The material-specific optimisation of these techniques highlights the need for tailored approaches depending on the system under investigation, as the optimal refinement strategy can vary significantly between different materials. Researchers observed that the effectiveness of layer freezing and loss function weighting depended on the specific characteristics of UO₂ and UN, highlighting the importance of understanding the underlying physics of each material.

Future work should focus on extending this refinement methodology to a broader range of nuclear materials and exploring the application of alternative regularisation techniques, expanding the scope of this approach to encompass a wider variety of fuel candidates.
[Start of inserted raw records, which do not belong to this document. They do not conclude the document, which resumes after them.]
use axum::{
    extract::{Request, State},
    middleware::Next,
    response::Response,
};
use governor::{
    Quota, RateLimiter,
    clock::{Clock, DefaultClock},
    state::keyed::DashMapStateStore,
};
use crate::error::AppError;
use std::{net::SocketAddr, num::NonZeroU32, sync::Arc, time::Duration};

/// Rate limiter keyed by IP address
pub type IpRateLimiter = Arc<RateLimiter<SocketAddr, DashMapStateStore<SocketAddr>, DefaultClock>>;

/// Build a quota allowing `requests` per `window_seconds`, refilled continuously.
pub fn quota(requests: u32, window_seconds: u64) -> Quota {
    let requests = requests.max(1);
    let burst = NonZeroU32::new(requests).unwrap_or(NonZeroU32::MIN);
    let period = Duration::from_millis((window_seconds.max(1) * 1000) / requests as u64);

    Quota::with_period(period)
        .unwrap_or_else(|| Quota::per_second(burst))
        .allow_burst(burst)
}

/// Create a keyed rate limiter (by IP)
pub fn create_ip_rate_limiter(attempts: u32, window_seconds: u64) -> IpRateLimiter {
    Arc::new(RateLimiter::dashmap(quota(attempts, window_seconds)))
}

/// Resolve the client address: first `X-Forwarded-For` hop, else the peer.
pub fn client_addr(request: &Request) -> Option<SocketAddr> {
    let forwarded_ip = request
        .headers()
        .get("x-forwarded-for")
        .and_then(|v| v.to_str().ok())
        .and_then(|s| s.split(',').next())
        .and_then(|s| s.trim().parse::<std::net::IpAddr>().ok());

    if let Some(ip) = forwarded_ip {
        return Some(SocketAddr::new(ip, 0));
    }

    request
        .extensions()
        .get::<axum::extract::ConnectInfo<SocketAddr>>()
        .map(|axum::extract::ConnectInfo(addr)| *addr)
}

/// Middleware for IP-based rate limiting
pub async fn ip_rate_limit_middleware(
    State(limiter): State<IpRateLimiter>,
    request: Request,
    next: Next,
) -> Result<Response, AppError> {
    match client_addr(&request) {
        Some(addr) => {
            // The port is irrelevant for limiting and differs per connection.
            let key = SocketAddr::new(addr.ip(), 0);
            match limiter.check_key(&key) {
                Ok(_) => Ok(next.run(request).await),
                Err(negative) => {
                    let wait_time = negative.wait_time_from(DefaultClock::default().now());
                    Err(AppError::TooManyRequests {
                        message: "Too many requests from this IP. Please try again later."
                            .to_string(),
                        retry_after: Some(wait_time.as_secs().max(1)),
                        remaining: Some(0),
                    })
                }
            }
        }
        None => {
            tracing::warn!("Could not determine IP for rate limiting");
            Ok(next.run(request).await)
        }
    }
}

#[cfg(test)]
mod tests {
    use super::*;

    #[test]
    fn quota_allows_configured_burst() {
        let limiter = RateLimiter::direct(quota(3, 60));
        assert!(limiter.check().is_ok());
        assert!(limiter.check().is_ok());
        assert!(limiter.check().is_ok());
        assert!(limiter.check().is_err());
    }

    #[test]
    fn zero_requests_is_clamped_to_one() {
        let limiter = RateLimiter::direct(quota(0, 60));
        assert!(limiter.check().is_ok());
        assert!(limiter.check().is_err());
    }
}
//! Users provisioned from an already-verified OAuth identity, the opaque
//! API tokens that authenticate them afterwards, and self-service profile
//! management.

use rand::{rngs::OsRng, RngCore};
use serde_json::json;
use sha2::{Digest, Sha256};
use tracing::{info, instrument, warn};
use uuid::Uuid;
use validator::Validate;

use super::audit::{AuditEvent, RequestContext};
use super::error::ServiceError;
use super::rate_limit::OperationClass;
use super::store::ProfileChanges;
use super::ServiceContext;
use crate::dtos::identity::{ProvisionIdentityResponse, UpdateProfileRequest, UserProfile};
use crate::models::{AuditAction, Scope, User, VerifiedIdentity};

const TOKEN_BYTES: usize = 16;

/// 128 random bits, hex encoded.
pub fn generate_token() -> String {
    let mut bytes = [0u8; TOKEN_BYTES];
    OsRng.fill_bytes(&mut bytes);
    hex::encode(bytes)
}

pub fn hash_token(token: &str) -> String {
    hex::encode(Sha256::digest(token.as_bytes()))
}

#[derive(Clone)]
pub struct IdentityService {
    ctx: ServiceContext,
}

impl IdentityService {
    pub fn new(ctx: ServiceContext) -> Self {
        Self { ctx }
    }

    /// Upsert the user behind `identity` and issue a fresh API token,
    /// revoking any previous one.
    #[instrument(skip(self, identity), fields(provider = %identity.provider))]
    pub async fn provision(
        &self,
        mut identity: VerifiedIdentity,
    ) -> Result<ProvisionIdentityResponse, ServiceError> {
        identity.email = identity.email.trim().to_lowercase();
        identity.validate()?;

        let api_token = generate_token();
        let user = self
            .ctx
            .store
            .upsert_identity(&identity, &hash_token(&api_token))
            .await?;

        info!(user_id = %user.user_id, "Provisioned identity");
        Ok(ProvisionIdentityResponse { user, api_token })
    }

    pub async fn authenticate(&self, token: &str) -> Result<Option<User>, ServiceError> {
        if token.is_empty() {
            return Ok(None);
        }
        self.ctx.store.find_user_by_token_hash(&hash_token(token)).await
    }

    pub async fn profile(&self, user: User) -> Result<UserProfile, ServiceError> {
        let orgs = self.ctx.store.list_orgs_for_user(user.user_id).await?;
        let projects = self.ctx.store.list_projects_for_user(user.user_id).await?;
        Ok(UserProfile {
            user,
            orgs,
            projects,
        })
    }

    #[instrument(skip(self, request), fields(user_id = %actor))]
    pub async fn update_profile(
        &self,
        actor: Uuid,
        mut request: UpdateProfileRequest,
    ) -> Result<User, ServiceError> {
        self.ctx.limiter.check(actor, OperationClass::Org)?;
        request.name = request.name.map(|n| n.trim().to_string());
        request.image = request.image.map(|i| i.trim().to_string());
        request.validate()?;

        let user = self
            .ctx
            .store
            .update_user(
                actor,
                &ProfileChanges {
                    name: request.name,
                    image: request.image,
                },
            )
            .await?;

        info!("Profile updated");
        Ok(user)
    }

    /// Delete the caller's account. Each org and project they leave gets a
    /// removal entry in its audit trail.
    #[instrument(skip(self, rctx), fields(user_id = %actor))]
    pub async fn delete_account(
        &self,
        actor: Uuid,
        rctx: &RequestContext,
    ) -> Result<(), ServiceError> {
        self.ctx.limiter.check(actor, OperationClass::Org)?;
        let dropped = self.ctx.store.delete_user(actor).await?;

        for membership in &dropped {
            let (org_id, project_id) = match self.ctx.audit_scope(membership.scope).await {
                Ok(scope) => scope,
                Err(e) => {
                    warn!(scope = %membership.scope, error = %e, "Skipping audit for vanished scope");
                    continue;
                }
            };
            let action = match membership.scope {
                Scope::Org(_) => AuditAction::RemoveOrgMember,
                Scope::Project(_) => AuditAction::RemoveProjectMember,
            };
            let mut event = AuditEvent::new(
                action,
                "membership",
                format!("Left {} on account deletion", membership.scope.kind()),
            )
            .org(org_id)
            .metadata(json!({
                "target_user_id": actor,
                "role": membership.role,
                "account_deleted": true,
            }));
            if let Some(project_id) = project_id {
                event = event.project(project_id);
            }
            self.ctx.audit.record(actor, event, rctx).await;

            match membership.scope {
                Scope::Org(org_id) => self.ctx.refresh_org(org_id, &[actor]).await,
                Scope::Project(project_id) => {
                    self.ctx.refresh_project(project_id, &[actor]).await
                }
            }
        }

        info!(memberships = dropped.len(), "Account deleted");
        Ok(())
    }
}
//! Membership and invitation endpoints for both org and project scope.

use axum::{
    extract::{Path, State},
    http::StatusCode,
    Json,
};
use service_core::error::AppError;
use uuid::Uuid;
use validator::Validate;

use crate::dtos::member::{
    AcceptInvitationRequest, AddProjectMemberRequest, ChangeRoleRequest, TransferOwnershipRequest,
};
use crate::middleware::AuthUser;
use crate::models::{IssuedInvitation, MemberDetails, Membership, OrgMembership, ProjectMembership, Scope};
use crate::services::RequestContext;
use crate::AppState;

// ==================== Invitations ====================

/// POST /orgs/:org_id/invitations
pub async fn create_invite(
    State(state): State<AppState>,
    user: AuthUser,
    ctx: RequestContext,
    Path(org_id): Path<Uuid>,
) -> Result<(StatusCode, Json<IssuedInvitation>), AppError> {
    let invitation = state.members.create_invite(user.id(), org_id, &ctx).await?;
    Ok((StatusCode::CREATED, Json(invitation)))
}

/// POST /invitations/accept
pub async fn accept_invite(
    State(state): State<AppState>,
    user: AuthUser,
    ctx: RequestContext,
    Json(req): Json<AcceptInvitationRequest>,
) -> Result<Json<OrgMembership>, AppError> {
    req.validate()?;
    Ok(Json(state.members.accept_invite(user.id(), &req.token, &ctx).await?))
}

// ==================== Org Members ====================

/// GET /orgs/:org_id/members
pub async fn list_org_members(
    State(state): State<AppState>,
    user: AuthUser,
    Path(org_id): Path<Uuid>,
) -> Result<Json<Vec<MemberDetails>>, AppError> {
    Ok(Json(state.members.list_members(user.id(), Scope::Org(org_id)).await?))
}

/// PATCH /orgs/:org_id/members/:user_id
pub async fn change_org_member_role(
    State(state): State<AppState>,
    user: AuthUser,
    ctx: RequestContext,
    Path((org_id, target)): Path<(Uuid, Uuid)>,
    Json(req): Json<ChangeRoleRequest>,
) -> Result<Json<Membership>, AppError> {
    let membership = state
        .members
        .change_member_role(user.id(), Scope::Org(org_id), target, req.role, &ctx)
        .await?;
    Ok(Json(membership))
}

/// DELETE /orgs/:org_id/members/:user_id
pub async fn remove_org_member(
    State(state): State<AppState>,
    user: AuthUser,
    ctx: RequestContext,
    Path((org_id, target)): Path<(Uuid, Uuid)>,
) -> Result<StatusCode, AppError> {
    state
        .members
        .remove_member(user.id(), Scope::Org(org_id), target, &ctx)
        .await?;
    Ok(StatusCode::NO_CONTENT)
}

/// POST /orgs/:org_id/transfer-ownership
pub async fn transfer_org_ownership(
    State(state): State<AppState>,
    user: AuthUser,
    ctx: RequestContext,
    Path(org_id): Path<Uuid>,
    Json(req): Json<TransferOwnershipRequest>,
) -> Result<StatusCode, AppError> {
    state
        .members
        .transfer_ownership(user.id(), Scope::Org(org_id), req.user_id, &ctx)
        .await?;
    Ok(StatusCode::NO_CONTENT)
}

// ==================== Project Members ====================

/// GET /projects/:project_id/members
pub async fn list_project_members(
    State(state): State<AppState>,
    user: AuthUser,
    Path(project_id): Path<Uuid>,
) -> Result<Json<Vec<MemberDetails>>, AppError> {
    Ok(Json(
        state
            .members
            .list_members(user.id(), Scope::Project(project_id))
            .await?,
    ))
}

/// POST /projects/:project_id/members
pub async fn add_project_member(
    State(state): State<AppState>,
    user: AuthUser,
    ctx: RequestContext,
    Path(project_id): Path<Uuid>,
    Json(req): Json<AddProjectMemberRequest>,
) -> Result<(StatusCode, Json<ProjectMembership>), AppError> {
    let membership = state
        .members
        .add_project_member(user.id(), project_id, req, &ctx)
        .await?;
    Ok((StatusCode::CREATED, Json(membership)))
}

/// PATCH /projects/:project_id/members/:user_id
pub async fn change_project_member_role(
    State(state): State<AppState>,
    user: AuthUser,
    ctx: RequestContext,
    Path((project_id, target)): Path<(Uuid, Uuid)>,
    Json(req): Json<ChangeRoleRequest>,
) -> Result<Json<Membership>, AppError> {
    let membership = state
        .members
        .change_member_role(user.id(), Scope::Project(project_id), target, req.role, &ctx)
        .await?;
    Ok(Json(membership))
}

/// DELETE /projects/:project_id/members/:user_id
pub async fn remove_project_member(
    State(state): State<AppState>,
    user: AuthUser,
    ctx: RequestContext,
    Path((project_id, target)): Path<(Uuid, Uuid)>,
) -> Result<StatusCode, AppError> {
    state
        .members
        .remove_member(user.id(), Scope::Project(project_id), target, &ctx)
        .await?;
    Ok(StatusCode::NO_CONTENT)
}

/// POST /projects/:project_id/transfer-ownership
pub async fn transfer_project_ownership(
    State(state): State<AppState>,
    user: AuthUser,
    ctx: RequestContext,
    Path(project_id): Path<Uuid>,
    Json(req): Json<TransferOwnershipRequest>,
) -> Result<StatusCode, AppError> {
    state
        .members
        .transfer_ownership(user.id(), Scope::Project(project_id), req.user_id, &ctx)
        .await?;
    Ok(StatusCode::NO_CONTENT)
}
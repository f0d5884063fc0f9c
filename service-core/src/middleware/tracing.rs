use axum::http::HeaderValue;
use axum::{extract::Request, middleware::Next, response::Response};
use uuid::Uuid;

pub const REQUEST_ID_HEADER: &str = "x-request-id";

/// Correlation id of the current request, available as a request extension.
#[derive(Debug, Clone)]
pub struct RequestId(pub String);

pub async fn request_id_middleware(mut req: Request, next: Next) -> Response {
    let request_id = req
        .headers()
        .get(REQUEST_ID_HEADER)
        .and_then(|h| h.to_str().ok())
        .filter(|s| !s.is_empty() && s.len() <= 128)
        .map(|s| s.to_string())
        .unwrap_or_else(|| Uuid::new_v4().to_string());

    if let Ok(header_value) = HeaderValue::from_str(&request_id) {
        req.headers_mut().insert(REQUEST_ID_HEADER, header_value);
    }
    req.extensions_mut().insert(RequestId(request_id.clone()));

    let mut response = next.run(req).await;

    if let Ok(header_value) = HeaderValue::from_str(&request_id) {
        response
            .headers_mut()
            .insert(REQUEST_ID_HEADER, header_value);
    }

    response
}
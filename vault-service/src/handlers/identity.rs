use axum::{extract::State, http::StatusCode, Json};
use service_core::error::AppError;

use crate::dtos::identity::{
    ProvisionIdentityResponse, TokenValidationResponse, UpdateProfileRequest, UserProfile,
};
use crate::middleware::AuthUser;
use crate::models::{User, VerifiedIdentity};
use crate::services::RequestContext;
use crate::AppState;

/// Provision a user from an identity verified upstream and issue an API token.
///
/// POST /internal/identities
pub async fn provision_identity(
    State(state): State<AppState>,
    Json(identity): Json<VerifiedIdentity>,
) -> Result<(StatusCode, Json<ProvisionIdentityResponse>), AppError> {
    let response = state.identity.provision(identity).await?;
    Ok((StatusCode::CREATED, Json(response)))
}

/// GET /me
pub async fn get_profile(
    State(state): State<AppState>,
    AuthUser(user): AuthUser,
) -> Result<Json<UserProfile>, AppError> {
    Ok(Json(state.identity.profile(user).await?))
}

/// PATCH /me
pub async fn update_profile(
    State(state): State<AppState>,
    user: AuthUser,
    Json(req): Json<UpdateProfileRequest>,
) -> Result<Json<User>, AppError> {
    Ok(Json(state.identity.update_profile(user.id(), req).await?))
}

/// DELETE /me
pub async fn delete_account(
    State(state): State<AppState>,
    user: AuthUser,
    ctx: RequestContext,
) -> Result<StatusCode, AppError> {
    state.identity.delete_account(user.id(), &ctx).await?;
    Ok(StatusCode::NO_CONTENT)
}

/// Check the bearer token; the auth middleware has already rejected bad ones.
///
/// POST /auth/validate
pub async fn validate_token(AuthUser(user): AuthUser) -> Json<TokenValidationResponse> {
    Json(TokenValidationResponse { valid: true, user })
}
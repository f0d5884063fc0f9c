use axum::{
    extract::{Path, State},
    http::StatusCode,
    Json,
};
use service_core::error::AppError;
use uuid::Uuid;

use crate::dtos::project::{CreateProjectRequest, UpdateProjectRequest};
use crate::middleware::AuthUser;
use crate::models::{Project, ProjectDetails, ProjectSummary};
use crate::services::RequestContext;
use crate::AppState;

/// Create a project in `org_id`, or in the caller's active org.
///
/// POST /projects
pub async fn create_project(
    State(state): State<AppState>,
    user: AuthUser,
    ctx: RequestContext,
    Json(req): Json<CreateProjectRequest>,
) -> Result<(StatusCode, Json<Project>), AppError> {
    let org_id = match req.org_id {
        Some(org_id) => org_id,
        None => state.orgs.active_org(user.id()).await?,
    };
    let project = state
        .projects
        .create_project(user.id(), org_id, req, &ctx)
        .await?;
    Ok((StatusCode::CREATED, Json(project)))
}

/// GET /projects
pub async fn list_projects(
    State(state): State<AppState>,
    user: AuthUser,
) -> Result<Json<Vec<ProjectSummary>>, AppError> {
    Ok(Json(state.projects.list_projects(user.id()).await?))
}

/// GET /projects/:project_id
pub async fn get_project(
    State(state): State<AppState>,
    user: AuthUser,
    Path(project_id): Path<Uuid>,
) -> Result<Json<ProjectDetails>, AppError> {
    Ok(Json(state.projects.get_project(user.id(), project_id).await?))
}

/// PATCH /projects/:project_id
pub async fn update_project(
    State(state): State<AppState>,
    user: AuthUser,
    ctx: RequestContext,
    Path(project_id): Path<Uuid>,
    Json(req): Json<UpdateProjectRequest>,
) -> Result<Json<Project>, AppError> {
    let project = state
        .projects
        .update_project(user.id(), project_id, req, &ctx)
        .await?;
    Ok(Json(project))
}

/// DELETE /projects/:project_id
pub async fn delete_project(
    State(state): State<AppState>,
    user: AuthUser,
    ctx: RequestContext,
    Path(project_id): Path<Uuid>,
) -> Result<StatusCode, AppError> {
    state
        .projects
        .delete_project(user.id(), project_id, &ctx)
        .await?;
    Ok(StatusCode::NO_CONTENT)
}
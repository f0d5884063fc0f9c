//! Audit trail listing and archive-then-delete purges.

use serde_json::json;
use std::sync::Arc;
use tracing::{info, instrument};
use uuid::Uuid;

use super::archive::AuditArchive;
use super::audit::{AuditEvent, RequestContext};
use super::cache::{audit_page_key, audit_prefix, Ttl};
use super::error::ServiceError;
use super::rate_limit::OperationClass;
use super::ServiceContext;
use crate::dtos::audit::{
    AuditLogQuery, PurgeAuditLogsRequest, PurgeAuditLogsResponse, DEFAULT_AUDIT_PAGE_SIZE,
    MAX_AUDIT_PAGE_SIZE,
};
use crate::models::{AuditAction, AuditFilter, AuditPage, Pagination, Role, Scope};

#[derive(Clone)]
pub struct AuditLogService {
    ctx: ServiceContext,
    archive: Arc<dyn AuditArchive>,
}

fn parse_action(raw: Option<&str>) -> Result<Option<AuditAction>, ServiceError> {
    match raw.map(str::trim).filter(|s| !s.is_empty()) {
        Some(code) => code
            .parse::<AuditAction>()
            .map(Some)
            .map_err(|e| ServiceError::invalid("action", e.to_string())),
        None => Ok(None),
    }
}

impl AuditLogService {
    pub fn new(ctx: ServiceContext, archive: Arc<dyn AuditArchive>) -> Self {
        Self { ctx, archive }
    }

    /// Newest-first page of an org's audit trail.
    #[instrument(skip(self, query), fields(user_id = %actor, org_id = %org_id))]
    pub async fn list_audit_logs(
        &self,
        actor: Uuid,
        org_id: Uuid,
        query: AuditLogQuery,
    ) -> Result<AuditPage, ServiceError> {
        self.ctx.limiter.check(actor, OperationClass::Audit)?;
        self.ctx
            .authz
            .require_role(actor, Scope::Org(org_id), Role::MANAGERS)
            .await?;

        let page = query.page.unwrap_or(1);
        if page < 1 {
            return Err(ServiceError::invalid("page", "Page must be at least 1"));
        }
        let limit = query.limit.unwrap_or(DEFAULT_AUDIT_PAGE_SIZE);
        if !(1..=MAX_AUDIT_PAGE_SIZE).contains(&limit) {
            return Err(ServiceError::invalid(
                "limit",
                format!("Limit must be between 1 and {}", MAX_AUDIT_PAGE_SIZE),
            ));
        }
        if let (Some(from), Some(to)) = (query.from, query.to) {
            if from > to {
                return Err(ServiceError::invalid("from", "'from' must not be after 'to'"));
            }
        }

        let filter = AuditFilter {
            project_id: query.project_id,
            user_id: query.user_id,
            action: parse_action(query.action.as_deref())?,
            from: query.from,
            to: query.to,
            before: None,
        };

        let key = audit_page_key(org_id, page, limit, &filter);
        let store = self.ctx.store.clone();
        self.ctx
            .cache
            .get_or_compute(&key, Ttl::Short, move || async move {
                let offset = i64::from(page - 1) * i64::from(limit);
                let (entries, total) = store
                    .query_audit_entries(org_id, &filter, i64::from(limit), offset)
                    .await?;
                let actions = store.audit_actions(org_id).await?;
                Ok(AuditPage {
                    entries,
                    pagination: Pagination::new(page, limit, total),
                    actions,
                })
            })
            .await
    }

    /// Archive the matching entries, then delete them together with a
    /// `PURGE.AUDIT_LOG` record. Archive or audit failure aborts the purge.
    #[instrument(skip(self, request, rctx), fields(user_id = %actor, org_id = %org_id))]
    pub async fn purge_audit_logs(
        &self,
        actor: Uuid,
        org_id: Uuid,
        request: PurgeAuditLogsRequest,
        rctx: &RequestContext,
    ) -> Result<PurgeAuditLogsResponse, ServiceError> {
        self.ctx.limiter.check(actor, OperationClass::Audit)?;
        self.ctx
            .authz
            .require_role(actor, Scope::Org(org_id), Role::OWNER_ONLY)
            .await?;

        let filter = AuditFilter {
            project_id: request.project_id,
            user_id: request.user_id,
            action: parse_action(request.action.as_deref())?,
            before: request.older_than,
            ..AuditFilter::default()
        };
        if filter == AuditFilter::default() {
            return Err(ServiceError::invalid(
                "older_than",
                "At least one of older_than, user_id, project_id or action is required",
            ));
        }

        let matched = self.ctx.store.select_audit_entries(org_id, &filter).await?;
        if matched.is_empty() {
            return Ok(PurgeAuditLogsResponse {
                purged: 0,
                archive: None,
            });
        }

        let archive_id = self
            .archive
            .archive(org_id, &matched)
            .await
            .map_err(|e| ServiceError::Internal(e.context("Audit archive failed; purge aborted")))?;

        let record = self.ctx.audit.entry(
            actor,
            AuditEvent::new(
                AuditAction::PurgeAuditLog,
                "audit_log",
                format!("Purged {} audit log entries", matched.len()),
            )
            .org(org_id)
            .metadata(json!({
                "count": matched.len(),
                "filter": filter,
                "archive": archive_id,
            })),
            rctx,
        );

        let ids: Vec<Uuid> = matched.iter().map(|e| e.audit_id).collect();
        let purged = self
            .ctx
            .store
            .purge_audit_entries(org_id, &ids, &record)
            .await?;

        self.ctx.cache.invalidate_prefix(&audit_prefix(org_id)).await;
        info!(purged, archive = %archive_id, "Purged audit log entries");

        Ok(PurgeAuditLogsResponse {
            purged,
            archive: Some(archive_id),
        })
    }
}
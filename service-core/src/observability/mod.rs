pub mod logging;
pub mod metrics;

pub use logging::init_tracing;
pub use metrics::{init_metrics, render_metrics};
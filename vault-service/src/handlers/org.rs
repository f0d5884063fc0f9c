use axum::{
    extract::{Path, State},
    http::StatusCode,
    Json,
};
use service_core::error::AppError;
use uuid::Uuid;

use crate::dtos::org::{CreateOrgRequest, UpdateOrgRequest};
use crate::middleware::AuthUser;
use crate::models::{OrgDetails, OrgMembership, OrgSummary, Organization};
use crate::services::RequestContext;
use crate::AppState;

/// POST /orgs
pub async fn create_org(
    State(state): State<AppState>,
    user: AuthUser,
    ctx: RequestContext,
    Json(req): Json<CreateOrgRequest>,
) -> Result<(StatusCode, Json<Organization>), AppError> {
    let org = state.orgs.create_org(user.id(), req, &ctx).await?;
    Ok((StatusCode::CREATED, Json(org)))
}

/// GET /orgs
pub async fn list_orgs(
    State(state): State<AppState>,
    user: AuthUser,
) -> Result<Json<Vec<OrgSummary>>, AppError> {
    Ok(Json(state.orgs.list_orgs(user.id()).await?))
}

/// GET /orgs/:org_id
pub async fn get_org(
    State(state): State<AppState>,
    user: AuthUser,
    Path(org_id): Path<Uuid>,
) -> Result<Json<OrgDetails>, AppError> {
    Ok(Json(state.orgs.get_org(user.id(), org_id).await?))
}

/// PATCH /orgs/:org_id
pub async fn update_org(
    State(state): State<AppState>,
    user: AuthUser,
    ctx: RequestContext,
    Path(org_id): Path<Uuid>,
    Json(req): Json<UpdateOrgRequest>,
) -> Result<Json<Organization>, AppError> {
    Ok(Json(state.orgs.update_org(user.id(), org_id, req, &ctx).await?))
}

/// DELETE /orgs/:org_id
pub async fn delete_org(
    State(state): State<AppState>,
    user: AuthUser,
    ctx: RequestContext,
    Path(org_id): Path<Uuid>,
) -> Result<StatusCode, AppError> {
    state.orgs.delete_org(user.id(), org_id, &ctx).await?;
    Ok(StatusCode::NO_CONTENT)
}

/// POST /orgs/:org_id/activate
pub async fn switch_active_org(
    State(state): State<AppState>,
    user: AuthUser,
    Path(org_id): Path<Uuid>,
) -> Result<Json<OrgMembership>, AppError> {
    Ok(Json(state.orgs.switch_active_org(user.id(), org_id).await?))
}
//! PostgreSQL-backed store.

use async_trait::async_trait;
use metrics::histogram;
use sqlx::postgres::{PgConnection, PgPool, Postgres};
use sqlx::QueryBuilder;
use std::collections::HashMap;
use std::future::Future;
use std::time::{Duration, Instant};
use tracing::{info, instrument, warn};
use uuid::Uuid;

use super::{
    check_owner_hierarchy, last_owner_message, ProfileChanges, SecretChanges, VaultStore,
};
use crate::models::{
    AuditAction, AuditFilter, AuditLogEntry, EncryptedValue, Invitation, MemberDetails,
    Membership, OrgMembership, OrgSummary, Organization, Project, ProjectMembership,
    ProjectSummary, Role, Scope, Secret, SecretRecord, SecretValue, SecretValueHistory, User,
    ValueHistory, VerifiedIdentity,
};
use crate::services::error::{AuthzDenial, ServiceError};

const USER_COLUMNS: &str = "user_id, email, name, image, created_utc, updated_utc";
const ORG_MEMBERSHIP_COLUMNS: &str = "org_id, user_id, role, is_active, created_utc, updated_utc";
const PROJECT_COLUMNS: &str = "project_id, org_id, name, slug, description, created_utc, updated_utc";
const SECRET_COLUMNS: &str = "secret_id, project_id, key, description, created_utc, updated_utc";
const VALUE_COLUMNS: &str = "value_id, secret_id, environment, ciphertext, created_utc, updated_utc";
const INVITATION_COLUMNS: &str =
    "invitation_id, org_id, token_hash, invited_by, expiry_utc, created_utc";
const AUDIT_COLUMNS: &str = "audit_id, user_id, org_id, project_id, action, resource, description, metadata, ip_address, user_agent, created_utc";

#[derive(Clone)]
pub struct PgStore {
    pool: PgPool,
    tx_timeout: Duration,
}

impl PgStore {
    pub fn new(pool: PgPool, tx_timeout: Duration) -> Self {
        Self { pool, tx_timeout }
    }

    pub fn pool(&self) -> &PgPool {
        &self.pool
    }

    /// Run one storage operation under the transaction deadline. A transaction
    /// dropped on timeout is rolled back by sqlx.
    async fn bounded<T>(
        &self,
        operation: &'static str,
        work: impl Future<Output = Result<T, ServiceError>>,
    ) -> Result<T, ServiceError> {
        let start = Instant::now();
        let result = match tokio::time::timeout(self.tx_timeout, work).await {
            Ok(result) => result,
            Err(_) => {
                warn!(operation, timeout_ms = self.tx_timeout.as_millis() as u64, "Storage operation timed out");
                Err(ServiceError::Timeout)
            }
        };
        histogram!("vault_db_query_duration_seconds", "operation" => operation)
            .record(start.elapsed().as_secs_f64());
        result
    }
}

fn scope_table(scope: Scope) -> (&'static str, &'static str) {
    match scope {
        Scope::Org(_) => ("org_memberships", "org_id"),
        Scope::Project(_) => ("project_memberships", "project_id"),
    }
}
Investigating the transferability of refined MLIPs across different compositions and temperatures represents a key area for advancement, allowing for the development of more versatile and robust simulations. Furthermore, incorporating additional experimental data, such as neutron diffraction, could further enhance the accuracy and reliability of these refined potentials.

The development of robust and accurate MLIPs is vital for enabling reliable atomistic simulations, reducing the reliance on costly and hazardous nuclear experiments, and accelerating the development of advanced nuclear fuels. By combining the strengths of DFT calculations and experimental data, researchers can create MLIPs that accurately capture the complex behaviour of nuclear materials under extreme conditions. This approach promises to revolutionise the field of nuclear materials science, enabling the design of safer, more efficient, and more sustainable nuclear energy systems. The team plans to continue refining this methodology, exploring new techniques and expanding the range of materials that can be accurately simulated.